* [What you should do]: Each entry must be restated exactly as it appears.

(Extracted data entries)
==========
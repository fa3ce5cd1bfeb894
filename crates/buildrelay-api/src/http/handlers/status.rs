//! Status polling handler.

use axum::Json;
use axum::extract::{Path, State};

use buildrelay_types::status::StatusView;
use buildrelay_types::token::CorrelationToken;

use crate::http::response::StatusResponse;
use crate::state::AppState;

/// GET /api/status/{token} - Current status of a submitted build.
///
/// Always 200. Unknown tokens report `queued` or `not_found`, CI outages
/// report `in_progress`.
pub async fn get_status(State(state): State<AppState>, Path(token): Path<String>) -> Json<StatusResponse> {
    let view = match token.parse::<CorrelationToken>() {
        Ok(parsed) => state.relay.status(&parsed).await,
        Err(_) => StatusView::not_found(),
    };
    Json(StatusResponse::new(token, view))
}
//! SQLite registry store implementation.
//!
//! Implements `RegistryStore` from `buildrelay-core` using sqlx with split
//! read/write pools. The status view is stored as JSON text; the status name
//! is duplicated into its own column for ad-hoc queries.

use buildrelay_core::registry::store::RegistryStore;
use buildrelay_types::error::RepositoryError;
use buildrelay_types::status::{RegistryEntry, StatusView};
use buildrelay_types::token::CorrelationToken;
use chrono::{DateTime, Utc};
use sqlx::Row;

use super::pool::RegistryDb;

/// SQLite-backed implementation of `RegistryStore`.
pub struct SqliteRegistryStore {
    pool: RegistryDb,
}

impl SqliteRegistryStore {
    pub fn new(pool: RegistryDb) -> Self {
        Self { pool }
    }
}

// ---------------------------------------------------------------------------
// Private Row types for SQLite-to-domain mapping
// ---------------------------------------------------------------------------

struct RegistryRow {
    token: String,
    run_id: Option<i64>,
    view: String,
    revision: i64,
    updated_at: String,
}

impl RegistryRow {
    fn from_row(row: &sqlx::sqlite::SqliteRow) -> Result<Self, sqlx::Error> {
        Ok(Self {
            token: row.try_get("token")?,
            run_id: row.try_get("run_id")?,
            view: row.try_get("view")?,
            revision: row.try_get("revision")?,
            updated_at: row.try_get("updated_at")?,
        })
    }

    fn into_entry(self) -> Result<RegistryEntry, RepositoryError> {
        let token: CorrelationToken = self
            .token
            .parse()
            .map_err(|e| RepositoryError::Query(format!("invalid token: {e}")))?;
        let view: StatusView = serde_json::from_str(&self.view)
            .map_err(|e| RepositoryError::Query(format!("invalid status view: {e}")))?;
        let run_id = self
            .run_id
            .map(|id| u64::try_from(id).map_err(|e| RepositoryError::Query(format!("invalid run_id: {e}"))))
            .transpose()?;
        let revision = u64::try_from(self.revision)
            .map_err(|e| RepositoryError::Query(format!("invalid revision: {e}")))?;

        Ok(RegistryEntry {
            token,
            run_id,
            view,
            revision,
            updated_at: parse_datetime(&self.updated_at)?,
        })
    }
}

/// Column values for writing an entry.
struct EntryColumns {
    run_id: Option<i64>,
    view: String,
    status: String,
    revision: i64,
    updated_at: String,
}

impl EntryColumns {
    fn from_entry(entry: &RegistryEntry) -> Result<Self, RepositoryError> {
        let view = serde_json::to_string(&entry.view)
            .map_err(|e| RepositoryError::Query(format!("failed to serialize status view: {e}")))?;
        let run_id = entry
            .run_id
            .map(|id| i64::try_from(id).map_err(|e| RepositoryError::Query(format!("run_id out of range: {e}"))))
            .transpose()?;
        let revision = i64::try_from(entry.revision)
            .map_err(|e| RepositoryError::Query(format!("revision out of range: {e}")))?;

        Ok(Self {
            run_id,
            view,
            status: entry.view.status.to_string(),
            revision,
            updated_at: format_datetime(&entry.updated_at),
        })
    }
}

// ---------------------------------------------------------------------------
// Helpers
// ---------------------------------------------------------------------------

fn parse_datetime(s: &str) -> Result<DateTime<Utc>, RepositoryError> {
    DateTime::parse_from_rfc3339(s)
        .map(|dt| dt.with_timezone(&Utc))
        .map_err(|e| RepositoryError::Query(format!("invalid datetime: {e}")))
}

fn format_datetime(dt: &DateTime<Utc>) -> String {
    dt.to_rfc3339()
}

// ---------------------------------------------------------------------------
// RegistryStore implementation
// ---------------------------------------------------------------------------

impl RegistryStore for SqliteRegistryStore {
    async fn get(&self, token: &CorrelationToken) -> Result<Option<RegistryEntry>, RepositoryError> {
        let row = sqlx::query(
            "SELECT token, run_id, view, revision, updated_at FROM build_registry WHERE token = ?",
        )
        .bind(token.as_str())
        .fetch_optional(&self.pool.reader)
        .await
        .map_err(|e| RepositoryError::Query(e.to_string()))?;

        match row {
            Some(row) => {
                let row = RegistryRow::from_row(&row).map_err(|e| RepositoryError::Query(e.to_string()))?;
                Ok(Some(row.into_entry()?))
            }
            None => Ok(None),
        }
    }

    async fn set(&self, entry: &RegistryEntry) -> Result<(), RepositoryError> {
        let cols = EntryColumns::from_entry(entry)?;

        sqlx::query(
            r#"INSERT INTO build_registry (token, run_id, view, status, revision, updated_at)
               VALUES (?, ?, ?, ?, ?, ?)
               ON CONFLICT (token) DO UPDATE SET
                   run_id = excluded.run_id,
                   view = excluded.view,
                   status = excluded.status,
                   revision = excluded.revision,
                   updated_at = excluded.updated_at"#,
        )
        .bind(entry.token.as_str())
        .bind(cols.run_id)
        .bind(&cols.view)
        .bind(&cols.status)
        .bind(cols.revision)
        .bind(&cols.updated_at)
        .execute(&self.pool.writer)
        .await
        .map_err(|e| RepositoryError::Query(e.to_string()))?;

        Ok(())
    }

    async fn compare_and_swap(
        &self,
        expected_revision: Option<u64>,
        entry: &RegistryEntry,
    ) -> Result<bool, RepositoryError> {
        let cols = EntryColumns::from_entry(entry)?;

        let result = match expected_revision {
            None => {
                sqlx::query(
                    r#"INSERT INTO build_registry (token, run_id, view, status, revision, updated_at)
                       VALUES (?, ?, ?, ?, ?, ?)
                       ON CONFLICT (token) DO NOTHING"#,
                )
                .bind(entry.token.as_str())
                .bind(cols.run_id)
                .bind(&cols.view)
                .bind(&cols.status)
                .bind(cols.revision)
                .bind(&cols.updated_at)
                .execute(&self.pool.writer)
                .await
            }
            Some(expected) => {
                let expected = i64::try_from(expected)
                    .map_err(|e| RepositoryError::Query(format!("revision out of range: {e}")))?;
                sqlx::query(
                    r#"UPDATE build_registry
                       SET run_id = ?, view = ?, status = ?, revision = ?, updated_at = ?
                       WHERE token = ? AND revision = ?"#,
                )
                .bind(cols.run_id)
                .bind(&cols.view)
                .bind(&cols.status)
                .bind(cols.revision)
                .bind(&cols.updated_at)
                .bind(entry.token.as_str())
                .bind(expected)
                .execute(&self.pool.writer)
                .await
            }
        }
        .map_err(|e| RepositoryError::Query(e.to_string()))?;

        Ok(result.rows_affected() == 1)
    }
}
==========
* [Solution to this exercise]:
repository fa3ce5cd1bfeb894
filename crates/buildrelay-api/src/http/handlers/status.rs
//! Status polling handler.

use axum::Json;
use axum::extract::{Path, State};

use buildrelay_types::status::StatusView;
use buildrelay_types::token::CorrelationToken;

use crate::http::response::StatusResponse;
use crate::state::AppState;

/// GET /api/status/{token} - Current status of a submitted build.
///
/// Always 200. Unknown tokens report `queued` or `not_found`, CI outages
/// report `in_progress`.
pub async fn get_status(State(state): State<AppState>, Path(token): Path<String>) -> Json<StatusResponse> {
    let view = match token.parse::<CorrelationToken>() {
        Ok(parsed) => state.relay.status(&parsed).await,
        Err(_) => StatusView::not_found(),
    };
    Json(StatusResponse::new(token, view))
}
//! SQLite registry store implementation.
//!
//! Implements `RegistryStore` from `buildrelay-core` using sqlx with split
//! read/write pools. The status view is stored as JSON text; the status name
//! is duplicated into its own column for ad-hoc queries.

use buildrelay_core::registry::store::RegistryStore;
use buildrelay_types::error::RepositoryError;
use buildrelay_types::status::{RegistryEntry, StatusView};
use buildrelay_types::token::CorrelationToken;
use chrono::{DateTime, Utc};
use sqlx::Row;

use super::pool::RegistryDb;

/// SQLite-backed implementation of `RegistryStore`.
pub struct SqliteRegistryStore {
    pool: RegistryDb,
}

impl SqliteRegistryStore {
    pub fn new(pool: RegistryDb) -> Self {
        Self { pool }
    }
}

// ---------------------------------------------------------------------------
// Private Row types for SQLite-to-domain mapping
// ---------------------------------------------------------------------------

struct RegistryRow {
    token: String,
    run_id: Option<i64>,
    view: String,
    revision: i64,
    updated_at: String,
}

impl RegistryRow {
    fn from_row(row: &sqlx::sqlite::SqliteRow) -> Result<Self, sqlx::Error> {
        Ok(Self {
            token: row.try_get("token")?,
            run_id: row.try_get("run_id")?,
            view: row.try_get("view")?,
            revision: row.try_get("revision")?,
            updated_at: row.try_get("updated_at")?,
        })
    }

    fn into_entry(self) -> Result<RegistryEntry, RepositoryError> {
        let token: CorrelationToken = self
            .token
            .parse()
            .map_err(|e| RepositoryError::Query(format!("invalid token: {e}")))?;
        let view: StatusView = serde_json::from_str(&self.view)
            .map_err(|e| RepositoryError::Query(format!("invalid status view: {e}")))?;
        let run_id = self
            .run_id
            .map(|id| u64::try_from(id).map_err(|e| RepositoryError::Query(format!("invalid run_id: {e}"))))
            .transpose()?;
        let revision = u64::try_from(self.revision)
            .map_err(|e| RepositoryError::Query(format!("invalid revision: {e}")))?;

        Ok(RegistryEntry {
            token,
            run_id,
            view,
            revision,
            updated_at: parse_datetime(&self.updated_at)?,
        })
    }
}

/// Column values for writing an entry.
struct EntryColumns {
    run_id: Option<i64>,
    view: String,
    status: String,
    revision: i64,
    updated_at: String,
}

impl EntryColumns {
    fn from_entry(entry: &RegistryEntry) -> Result<Self, RepositoryError> {
        let view = serde_json::to_string(&entry.view)
            .map_err(|e| RepositoryError::Query(format!("failed to serialize status view: {e}")))?;
        let run_id = entry
            .run_id
            .map(|id| i64::try_from(id).map_err(|e| RepositoryError::Query(format!("run_id out of range: {e}"))))
            .transpose()?;
        let revision = i64::try_from(entry.revision)
            .map_err(|e| RepositoryError::Query(format!("revision out of range: {e}")))?;

        Ok(Self {
            run_id,
            view,
            status: entry.view.status.to_string(),
            revision,
            updated_at: format_datetime(&entry.updated_at),
        })
    }
}

// ---------------------------------------------------------------------------
// Helpers
// ---------------------------------------------------------------------------

fn parse_datetime(s: &str) -> Result<DateTime<Utc>, RepositoryError> {
    DateTime::parse_from_rfc3339(s)
        .map(|dt| dt.with_timezone(&Utc))
        .map_err(|e| RepositoryError::Query(format!("invalid datetime: {e}")))
}

fn format_datetime(dt: &DateTime<Utc>) -> String {
    dt.to_rfc3339()
}

// ---------------------------------------------------------------------------
// RegistryStore implementation
// ---------------------------------------------------------------------------

impl RegistryStore for SqliteRegistryStore {
    async fn get(&self, token: &CorrelationToken) -> Result<Option<RegistryEntry>, RepositoryError> {
        let row = sqlx::query(
            "SELECT token, run_id, view, revision, updated_at FROM build_registry WHERE token = ?",
        )
        .bind(token.as_str())
        .fetch_optional(&self.pool.reader)
        .await
        .map_err(|e| RepositoryError::Query(e.to_string()))?;

        match row {
            Some(row) => {
                let row = RegistryRow::from_row(&row).map_err(|e| RepositoryError::Query(e.to_string()))?;
                Ok(Some(row.into_entry()?))
            }
            None => Ok(None),
        }
    }

    async fn set(&self, entry: &RegistryEntry) -> Result<(), RepositoryError> {
        let cols = EntryColumns::from_entry(entry)?;

        sqlx::query(
            r#"INSERT INTO build_registry (token, run_id, view, status, revision, updated_at)
               VALUES (?, ?, ?, ?, ?, ?)
               ON CONFLICT (token) DO UPDATE SET
                   run_id = excluded.run_id,
                   view = excluded.view,
                   status = excluded.status,
                   revision = excluded.revision,
                   updated_at = excluded.updated_at"#,
        )
        .bind(entry.token.as_str())
        .bind(cols.run_id)
        .bind(&cols.view)
        .bind(&cols.status)
        .bind(cols.revision)
        .bind(&cols.updated_at)
        .execute(&self.pool.writer)
        .await
        .map_err(|e| RepositoryError::Query(e.to_string()))?;

        Ok(())
    }

    async fn compare_and_swap(
        &self,
        expected_revision: Option<u64>,
        entry: &RegistryEntry,
    ) -> Result<bool, RepositoryError> {
        let cols = EntryColumns::from_entry(entry)?;

        let result = match expected_revision {
            None => {
                sqlx::query(
                    r#"INSERT INTO build_registry (token, run_id, view, status, revision, updated_at)
                       VALUES (?, ?, ?, ?, ?, ?)
                       ON CONFLICT (token) DO NOTHING"#,
                )
                .bind(entry.token.as_str())
                .bind(cols.run_id)
                .bind(&cols.view)
                .bind(&cols.status)
                .bind(cols.revision)
                .bind(&cols.updated_at)
                .execute(&self.pool.writer)
                .await
            }
            Some(expected) => {
                let expected = i64::try_from(expected)
                    .map_err(|e| RepositoryError::Query(format!("revision out of range: {e}")))?;
                sqlx::query(
                    r#"UPDATE build_registry
                       SET run_id = ?, view = ?, status = ?, revision = ?, updated_at = ?
                       WHERE token = ? AND revision = ?"#,
                )
                .bind(cols.run_id)
                .bind(&cols.view)
                .bind(&cols.status)
                .bind(cols.revision)
                .bind(&cols.updated_at)
                .bind(entry.token.as_str())
                .bind(expected)
                .execute(&self.pool.writer)
                .await
            }
        }
        .map_err(|e| RepositoryError::Query(e.to_string()))?;

        Ok(result.rows_affected() == 1)
    }
}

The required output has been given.